You learned this already in the chapter where you calculated the mean heights of males and females at each age. You split the dataset into groups by dragging the “grouping” attribute (Age, and then Gender) leftwards in the table. You get one group for every value in the grouping attribute. So if you drag Gender, you get a group for males and a group for females. If you drag Age, you get one group for each age. And if you drag them both, you get a group for each age-gender combination.

The groups collect together in the right-hand table, and are connected by the curvy lines to the values on the left. The calculations (e.g., mean(Height)) at the “upper level” apply separately to each group. If you don’t remember that, or you missed it, go back and do it now.

Table with grouping by date.

Figure 15.2: Table with grouping by date.

In the illustration above, we have selected the Saturday, and so all four data points “within” Saturday get selected.

Which attribute should you drag left?

Dragging left to group is not immediately intuitive. We all make many mistakes when we’re learning what to drag. You will learn a lot by trial and error; fortunately, errors are easy to fix. Just use Undo—or simply drag the attribute back over to the right.

Here are some things to think about:

  • The attribute to drag is almost always categorical. An exception we used with our height investigation was Age. It’s numeric, but it acts categorical. We made a group out of each age.

  • The values in that attribute’s column are the labels of the groups. Suppose you want to study education. Look for the column with names for the groups you want. When you see stuff like high school and some college, that might be the one.

  • If you see a lot of duplicate values in a column— like lots of 12-year-olds, or lots of people with bachelor’s degrees— that column might be a candidate for grouping.

  • Suppose you know what groups you want, but you don’t see the right attribute. For example, you want to group people by decade— you know, people in their twenties, thirties, forties, etc.— but you only have whole-number ages. Then you need to check out the “Calculating” chapter; you need a new column with the decade, which you can make either before or after you group.

15.5 Commentary

We’ve expended so much effort describing how to group cases in CODAP, let’s step back a moment and remember what grouping is for. Grouping has at least two purposes:

  • Grouping makes it easy to tell which cases are in which groups. So we often group before we filter, in order to make it easy to select the entire group—and filter it in or out.
  • Grouping makes it possible to perform summary calculations, for example, means, in order to compare groups to one another.

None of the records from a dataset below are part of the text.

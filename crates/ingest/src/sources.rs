//! Source registry (`sources.csv`) and per-source text files

use serde::Deserialize;
use std::collections::HashMap;
use std::fs;
use std::io;
use std::path::Path;

use fundfacts_core::{SchemeTag, SourceDocument, SourceType};

use crate::{IngestError, Result};

/// One registry row as written in the CSV
#[derive(Debug, Deserialize)]
struct RegistryRow {
    source_id: String,
    source_url: String,
    source_type: SourceType,
    scheme_tag: SchemeTag,
    // The free-form `authority` column is ignored; weights come from the source type
    #[serde(default)]
    last_fetched_date: Option<String>,
}

/// Registry entries in file order
#[derive(Debug, Clone, Default)]
pub struct SourceRegistry {
    sources: Vec<SourceDocument>,
    by_id: HashMap<String, usize>,
}

impl SourceRegistry {
    pub fn new(sources: Vec<SourceDocument>) -> Self {
        let by_id = sources
            .iter()
            .enumerate()
            .map(|(i, s)| (s.source_id.clone(), i))
            .collect();
        Self { sources, by_id }
    }

    pub fn get(&self, source_id: &str) -> Option<&SourceDocument> {
        self.by_id.get(source_id).map(|&i| &self.sources[i])
    }

    pub fn iter(&self) -> impl Iterator<Item = &SourceDocument> {
        self.sources.iter()
    }

    pub fn len(&self) -> usize {
        self.sources.len()
    }

    pub fn is_empty(&self) -> bool {
        self.sources.is_empty()
    }

    /// Registered schemes, `ALL` excluded
    pub fn schemes(&self) -> Vec<SchemeTag> {
        let mut schemes: Vec<SchemeTag> = self
            .sources
            .iter()
            .map(|s| s.scheme_tag)
            .filter(|s| *s != SchemeTag::All)
            .collect();
        schemes.sort();
        schemes.dedup();
        schemes
    }
}

/// Load `sources.csv`. Unknown source types or scheme tags are integrity errors.
pub fn load_registry(path: &Path) -> Result<SourceRegistry> {
    let mut reader = csv::Reader::from_path(path).map_err(|e| {
        IngestError::Registry(format!("failed to open {}: {}", path.display(), e))
    })?;

    let mut sources = Vec::new();
    let mut seen = HashMap::new();
    for (row_no, record) in reader.deserialize::<RegistryRow>().enumerate() {
        let row = record.map_err(|e| {
            IngestError::DataIntegrity(format!("{} row {}: {}", path.display(), row_no + 1, e))
        })?;
        if seen.insert(row.source_id.clone(), row_no).is_some() {
            tracing::warn!(source_id = %row.source_id, "Duplicate source id, keeping the first row");
            continue;
        }
        let last_fetched = row.last_fetched_date.filter(|d| !d.trim().is_empty());
        sources.push(SourceDocument::new(
            row.source_id,
            row.source_url,
            row.source_type,
            row.scheme_tag,
            last_fetched,
        ));
    }

    tracing::info!(sources = sources.len(), path = %path.display(), "Loaded source registry");
    Ok(SourceRegistry::new(sources))
}

/// Read `{dir}/{source_id}.txt`; a missing file is `None`
pub fn read_source_text(dir: &Path, source_id: &str) -> Result<Option<String>> {
    let path = dir.join(format!("{}.txt", source_id));
    match fs::read_to_string(&path) {
        Ok(text) => Ok(Some(text)),
        Err(e) if e.kind() == io::ErrorKind::NotFound => {
            tracing::warn!(source_id, path = %path.display(), "Source text not found");
            Ok(None)
        }
        Err(e) => Err(e.into()),
    }
}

In addition, we sometimes just group and don’t explcitly do anything else. We compare the groups, often visually in a graph, making our own private, implicit summaries.

Vocabulary Earlier in our thinking, we talked more directly about how the CODAP drag-left-to-group move changes the data. We described it as reorganizing the data set or making hierarchy. We could also have called it classifying. Those terms are okay, but grouping is much more accessible.

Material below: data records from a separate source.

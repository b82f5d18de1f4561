//! Query classification and synonym expansion
//!
//! Every decision here is an ordered table of `(tag, patterns)` pairs
//! evaluated in declared order; the first tag with any matching pattern wins.
//! Overlapping patterns exist ("fund manager" and "exit load" in one query),
//! so order is part of the contract.

use once_cell::sync::Lazy;
use regex::Regex;
use std::collections::BTreeSet;

use fundfacts_core::{Field, QueryType, SchemeTag};

fn compile(patterns: &[&str]) -> Vec<Regex> {
    patterns.iter().map(|p| Regex::new(p).unwrap()).collect()
}

/// Query type patterns, matched against the lowercased query
static QUERY_PATTERNS: Lazy<Vec<(QueryType, Vec<Regex>)>> = Lazy::new(|| {
    vec![
        (
            QueryType::Entity,
            compile(&[
                r"\bwho\b",
                r"\bmanager\b",
                r"\bmanages\b",
                r"\bfund manager\b",
                r"\binvestment manager\b",
                r"\bportfolio manager\b",
                r"\bmanaged by\b",
            ]),
        ),
        (
            QueryType::Metric,
            compile(&[
                r"\bexpense ratio\b",
                r"\bter\b",
                r"\btotal expense ratio\b",
                r"\bexit load\b",
                r"\bredemption charge\b",
                r"\bexit charge\b",
                r"\bminimum sip\b",
                r"\bmin sip\b",
                r"\bminimum investment\b",
                r"\bminimum amount\b",
                r"\bminimum lumpsum\b",
                r"\bmin lumpsum\b",
                r"\bminimum application\b",
                r"\bmin application\b",
                r"\block-in\b",
                r"\block in\b",
                r"\blockin\b",
                r"\briskometer\b",
                r"\brisk-o-meter\b",
                r"\brisk meter\b",
                r"\bbenchmark\b",
            ]),
        ),
        (
            QueryType::List,
            compile(&[
                r"\btop\s+\d+\b",
                r"\btop holdings\b",
                r"\bportfolio composition\b",
                r"\bholdings\b",
                r"\blist of\b",
                r"\bwhat are the\b.*\bholdings\b",
                r"\basset allocation\b",
                r"\bsector allocation\b",
            ]),
        ),
        (
            QueryType::HowTo,
            compile(&[
                r"\bhow to\b",
                r"\bhow do i\b",
                r"\bhow can i\b",
                r"\bhow do you\b",
                r"\bdownload\b",
                r"\bredeem\b",
                r"\binvest\b",
                r"\bapply\b",
                r"\bwithdraw\b",
                r"\bswitch\b",
                r"\bget\b.*\bstatement\b",
                r"\bget\b.*\breport\b",
            ]),
        ),
        (
            QueryType::Comparison,
            compile(&[
                r"\bcompare\b",
                r"\bdifference\b",
                r"\bversus\b",
                r"\bvs\b",
                r"\bwhich is better\b",
                r"\bwhich one\b.*\bbetter\b",
            ]),
        ),
    ]
});

/// Synonym groups. Mentioning any member of a group pulls in the whole group,
/// so "TER" and "expense ratio" expand to each other.
const SYNONYM_GROUPS: &[&[&str]] = &[
    &["expense ratio", "ter", "total expense ratio", "expense", "ter%", "total expense"],
    &[
        "fund manager",
        "manager",
        "investment manager",
        "portfolio manager",
        "manages",
        "managed by",
        "fund manager name",
    ],
    &[
        "top holdings",
        "holdings",
        "portfolio",
        "portfolio composition",
        "asset allocation",
        "top 10",
        "top 5",
        "investments",
    ],
    &["exit load", "redemption charge", "exit charge", "redemption fee", "exit fee"],
    &[
        "minimum sip",
        "minimum investment",
        "minimum amount",
        "min sip",
        "sip minimum",
        "minimum subscription",
    ],
    &[
        "minimum lumpsum",
        "min lumpsum",
        "lumpsum",
        "minimum application",
        "minimum application amount",
        "one-time investment",
    ],
    &["lock-in", "lock in", "lockin", "lock-in period", "lock period", "elss lock-in"],
    &["benchmark", "benchmark index", "index", "benchmarking"],
    &["riskometer", "risk-o-meter", "risk o meter", "risk meter", "risk level"],
];

/// Fund names kept as scoring keywords when present in the query
const FUND_TERMS: &[&str] = &["large cap", "flexi cap", "flexicap", "elss", "hybrid", "equity"];

/// One regex per synonym group, bounded by non-word characters so "ter%" works
static SYNONYM_MATCHERS: Lazy<Vec<Regex>> = Lazy::new(|| {
    SYNONYM_GROUPS
        .iter()
        .map(|group| {
            let mut terms: Vec<&str> = group.to_vec();
            terms.sort_by_key(|t| std::cmp::Reverse(t.len()));
            let alternation = terms
                .iter()
                .map(|t| regex::escape(t))
                .collect::<Vec<_>>()
                .join("|");
            Regex::new(&format!(r"(?:^|\W)(?:{})(?:\W|$)", alternation)).unwrap()
        })
        .collect()
});

/// Scheme detection, substring match on the lowercased query
const SCHEME_TERMS: &[(SchemeTag, &[&str])] = &[
    (SchemeTag::LargeCap, &["large cap", "largecap", "large-cap"]),
    (SchemeTag::FlexiCap, &["flexi cap", "flexicap", "flexi-cap"]),
    (
        SchemeTag::Elss,
        &["elss", "tax saver", "tax-saver", "equity linked saving", "taxsaver"],
    ),
    (SchemeTag::Hybrid, &["hybrid", "hybrid equity"]),
];

/// Field detection, first field with a matching pattern wins
static FIELD_PATTERNS: Lazy<Vec<(Field, Vec<Regex>)>> = Lazy::new(|| {
    vec![
        (
            Field::ExitLoad,
            compile(&[r"exit load", r"redemption charge", r"exit charge"]),
        ),
        (
            Field::ExpenseRatio,
            compile(&[r"expense ratio", r"\bter\b", r"total expense ratio"]),
        ),
        (
            Field::MinSip,
            compile(&[r"minimum sip", r"min sip", r"minimum investment"]),
        ),
        (
            Field::MinLumpsum,
            compile(&[
                r"minimum lumpsum",
                r"min lumpsum",
                r"minimum application",
                r"min application",
            ]),
        ),
        (Field::LockIn, compile(&[r"lock-in", r"lock in", r"lockin"])),
        (Field::Benchmark, compile(&[r"benchmark", r"benchmark index"])),
        (
            Field::Riskometer,
            compile(&[r"riskometer", r"risk-o-meter", r"risk meter"]),
        ),
    ]
});

/// Classify a query; `General` when no pattern group matches
pub fn classify(query: &str) -> QueryType {
    let query = query.to_lowercase();
    QUERY_PATTERNS
        .iter()
        .find(|(_, patterns)| patterns.iter().any(|p| p.is_match(&query)))
        .map(|(query_type, _)| *query_type)
        .unwrap_or(QueryType::General)
}

/// Boost keywords for a query type
pub fn keywords_for_type(query_type: QueryType) -> &'static [&'static str] {
    match query_type {
        QueryType::Entity => &[
            "fund manager",
            "manager",
            "investment manager",
            "portfolio manager",
            "equity analyst",
            "name",
            "tenure",
            "manages",
            "managed by",
            "who manages",
            "fund manager name",
        ],
        QueryType::Metric => &[
            "expense ratio",
            "ter",
            "exit load",
            "minimum",
            "sip",
            "lock-in",
            "benchmark",
            "riskometer",
        ],
        QueryType::List => &["holdings", "portfolio", "top", "composition", "allocation", "sector"],
        QueryType::HowTo => &["how", "download", "redeem", "invest", "apply", "steps", "process"],
        QueryType::Comparison => &["compare", "difference", "versus", "vs", "better"],
        QueryType::General => &[],
    }
}

fn matched_synonyms(query_lower: &str) -> impl Iterator<Item = &'static str> + '_ {
    SYNONYM_GROUPS
        .iter()
        .zip(SYNONYM_MATCHERS.iter())
        .filter(move |(_, matcher)| matcher.is_match(query_lower))
        .flat_map(|(group, _)| group.iter().copied())
}

/// The query plus every synonym of each recognized domain term.
///
/// Used only for scoring; the literal query is what gets embedded.
pub fn expand_query(query: &str) -> BTreeSet<String> {
    let query_lower = query.to_lowercase();
    let mut expanded = BTreeSet::new();
    expanded.insert(query.trim().to_string());
    expanded.extend(matched_synonyms(&query_lower).map(str::to_string));
    expanded.extend(
        FUND_TERMS
            .iter()
            .filter(|fund| query_lower.contains(*fund))
            .map(|fund| fund.to_string()),
    );
    expanded
}

/// Scoring keywords: synonyms of recognized terms plus the type's boost keywords
pub fn expanded_keywords(query: &str, query_type: QueryType) -> BTreeSet<String> {
    let query_lower = query.to_lowercase();
    let mut keywords: BTreeSet<String> = matched_synonyms(&query_lower).map(str::to_string).collect();
    keywords.extend(keywords_for_type(query_type).iter().map(|k| k.to_string()));
    keywords
}

/// Fund named in the query, if any
pub fn identify_scheme(query: &str) -> Option<SchemeTag> {
    let query = query.to_lowercase();
    SCHEME_TERMS
        .iter()
        .find(|(_, terms)| terms.iter().any(|t| query.contains(t)))
        .map(|(scheme, _)| *scheme)
}

/// Canonical field named in the query, if any
pub fn identify_field(query: &str) -> Option<Field> {
    let query = query.to_lowercase();
    FIELD_PATTERNS
        .iter()
        .find(|(_, patterns)| patterns.iter().any(|p| p.is_match(&query)))
        .map(|(field, _)| *field)
}

#[cfg(test)]
mod tests {
    use super::*;

    #[test]
    fn test_classify_each_type() {
        assert_eq!(classify("Who manages HDFC Flexi Cap Fund?"), QueryType::Entity);
        assert_eq!(classify("What is the exit load for HDFC ELSS?"), QueryType::Metric);
        assert_eq!(classify("What is the TER of the hybrid fund"), QueryType::Metric);
        assert_eq!(classify("Show the top 10 holdings"), QueryType::List);
        assert_eq!(classify("How do I download my statement?"), QueryType::HowTo);
        assert_eq!(classify("Large cap vs flexi cap"), QueryType::Comparison);
        assert_eq!(classify("Tell me about HDFC mutual funds"), QueryType::General);
    }

    #[test]
    fn test_every_field_term_is_a_metric_query() {
        for query in [
            "minimum lumpsum for ELSS",
            "min sip of hybrid fund",
            "min application amount for flexi cap",
            "risk meter of large cap",
            "lockin for tax saver",
            "exit charge on early redemption",
        ] {
            assert_eq!(classify(query), QueryType::Metric, "{}", query);
            assert!(identify_field(query).is_some(), "{}", query);
        }
    }

    #[test]
    fn test_classify_priority_order_not_position() {
        // Metric term appears first, but entity is declared first
        assert_eq!(classify("exit load and fund manager of ELSS"), QueryType::Entity);
        // Metric beats list even though "holdings" is present
        assert_eq!(classify("benchmark and holdings"), QueryType::Metric);
        // "invest" is a how_to word but minimum investment is a metric
        assert_eq!(classify("minimum investment for large cap"), QueryType::Metric);
    }

    #[test]
    fn test_classify_is_case_insensitive() {
        assert_eq!(classify("EXPENSE RATIO of ELSS"), QueryType::Metric);
        assert_eq!(classify("WHO is the manager"), QueryType::Entity);
    }

    #[test]
    fn test_ter_not_matched_inside_words() {
        assert_eq!(classify("tell me about the latest interest"), QueryType::General);
        assert_eq!(identify_field("what is the latest interest"), None);
    }

    #[test]
    fn test_expand_query_is_bidirectional() {
        let from_ter = expand_query("TER of ELSS");
        assert!(from_ter.contains("expense ratio"));
        assert!(from_ter.contains("total expense ratio"));
        assert!(from_ter.contains("elss"));
        assert!(from_ter.contains("TER of ELSS"));

        let from_ratio = expand_query("expense ratio of ELSS");
        assert!(from_ratio.contains("ter"));
    }

    #[test]
    fn test_expand_query_without_domain_terms() {
        let expanded = expand_query("hello there");
        assert_eq!(expanded.len(), 1);
        assert!(expanded.contains("hello there"));
    }

    #[test]
    fn test_synonym_groups_cover_every_field() {
        let probes = [
            ("minimum sip", Field::MinSip),
            ("minimum lumpsum", Field::MinLumpsum),
            ("exit load", Field::ExitLoad),
            ("lock-in", Field::LockIn),
            ("expense ratio", Field::ExpenseRatio),
            ("benchmark", Field::Benchmark),
            ("riskometer", Field::Riskometer),
        ];
        for (probe, field) in probes {
            assert!(expand_query(probe).len() > 1, "no synonyms for {}", probe);
            assert_eq!(identify_field(probe), Some(field));
        }
    }

    #[test]
    fn test_keywords_for_type() {
        assert!(keywords_for_type(QueryType::Entity).contains(&"tenure"));
        assert!(keywords_for_type(QueryType::Metric).contains(&"ter"));
        assert!(keywords_for_type(QueryType::General).is_empty());
    }

    #[test]
    fn test_expanded_keywords_combines_synonyms_and_type_keywords() {
        let keywords = expanded_keywords("exit load for elss", QueryType::Metric);
        assert!(keywords.contains("redemption charge"));
        assert!(keywords.contains("riskometer"));
        assert!(!keywords.contains("exit load for elss"));
    }

    #[test]
    fn test_identify_scheme() {
        assert_eq!(identify_scheme("HDFC Large Cap Fund"), Some(SchemeTag::LargeCap));
        assert_eq!(identify_scheme("flexicap TER"), Some(SchemeTag::FlexiCap));
        assert_eq!(identify_scheme("HDFC TaxSaver lock-in"), Some(SchemeTag::Elss));
        assert_eq!(identify_scheme("hybrid equity fund"), Some(SchemeTag::Hybrid));
        assert_eq!(identify_scheme("what is a riskometer"), None);
    }

    #[test]
    fn test_identify_field_order() {
        assert_eq!(identify_field("exit load and expense ratio"), Some(Field::ExitLoad));
        assert_eq!(identify_field("what is the TER"), Some(Field::ExpenseRatio));
        assert_eq!(identify_field("minimum investment amount"), Some(Field::MinSip));
        assert_eq!(identify_field("min application"), Some(Field::MinLumpsum));
        assert_eq!(identify_field("risk meter level"), Some(Field::Riskometer));
        assert_eq!(identify_field("who manages it"), None);
    }
}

Are there examples of reorganizing that are not grouping? Sure: sorting, for example, alphabetically. And more esoteric reorganizations include transposing a dataset—which is beyond the scope of a gentle introduction to data science.

Grouping and filtering Maybe this is too esoteric, but consider: grouping is really a way to do a lot of filtering at the same time instead of sequentially. For example, grouping by marital status is kind of like filtering for “never married,” then for “married”, etc., all the way to “widowed.”

One thing that makes grouping different is that, the way we are using the term, grouping is (mutually) exclusive: every case is in at most only one group in a set. (Cases with missing values might not be in any group.)